### What is expected
Every line that contains the word "while" should be copied from the records below.
### Input records
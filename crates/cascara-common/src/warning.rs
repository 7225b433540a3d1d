//! Parser warnings with colored terminal output.
//!
//! Recoverable lexical problems (an unterminated string, an unclosed comment)
//! never abort a parse, but they are worth surfacing. Each distinct message is
//! printed once and kept so tools can list them afterwards.

use std::collections::HashSet;
use std::sync::atomic::{AtomicBool, Ordering};
use std::sync::{Mutex, MutexGuard, PoisonError};

use owo_colors::OwoColorize;

/// Messages already reported, in first-seen order.
#[derive(Default)]
struct Recorded {
    seen: HashSet<String>,
    ordered: Vec<String>,
}

static WARNED: Mutex<Option<Recorded>> = Mutex::new(None);

static QUIET: AtomicBool = AtomicBool::new(false);

fn recorded() -> MutexGuard<'static, Option<Recorded>> {
    // A panic while holding the lock cannot leave the set half-updated.
    WARNED.lock().unwrap_or_else(PoisonError::into_inner)
}

/// Warn about a recoverable problem (prints once per unique message).
///
/// # Example
/// ```
/// use cascara_common::warning::{clear_warnings, recorded_warnings, warn_once};
///
/// clear_warnings();
/// warn_once("CSS", "unterminated string at line 3, char 9");
/// warn_once("CSS", "unterminated string at line 3, char 9");
/// assert_eq!(recorded_warnings().len(), 1);
/// ```
pub fn warn_once(component: &str, message: &str) {
    let key = format!("[{component}] {message}");
    let first_time = {
        let mut guard = recorded();
        let set = guard.get_or_insert_with(Recorded::default);
        let inserted = set.seen.insert(key.clone());
        if inserted {
            set.ordered.push(key);
        }
        inserted
    };

    if first_time && !QUIET.load(Ordering::Relaxed) {
        eprintln!("{}", format!("[Cascara {component}] ⚠ {message}").yellow());
    }
}

/// Clear all recorded warnings (call before parsing an unrelated stylesheet).
pub fn clear_warnings() {
    if let Some(set) = recorded().as_mut() {
        set.seen.clear();
        set.ordered.clear();
    }
}

/// Return every warning recorded since the last [`clear_warnings`], formatted
/// as `[component] message`.
#[must_use]
pub fn recorded_warnings() -> Vec<String> {
    recorded()
        .as_ref()
        .map(|set| set.ordered.clone())
        .unwrap_or_default()
}

/// Suppress (or re-enable) printing. Warnings are still recorded while quiet.
pub fn set_quiet(quiet: bool) {
    QUIET.store(quiet, Ordering::Relaxed);
}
######
### Response area
    // A panic while holding the lock cannot leave the set half-updated.
/// Suppress (or re-enable) printing. Warnings are still recorded while quiet.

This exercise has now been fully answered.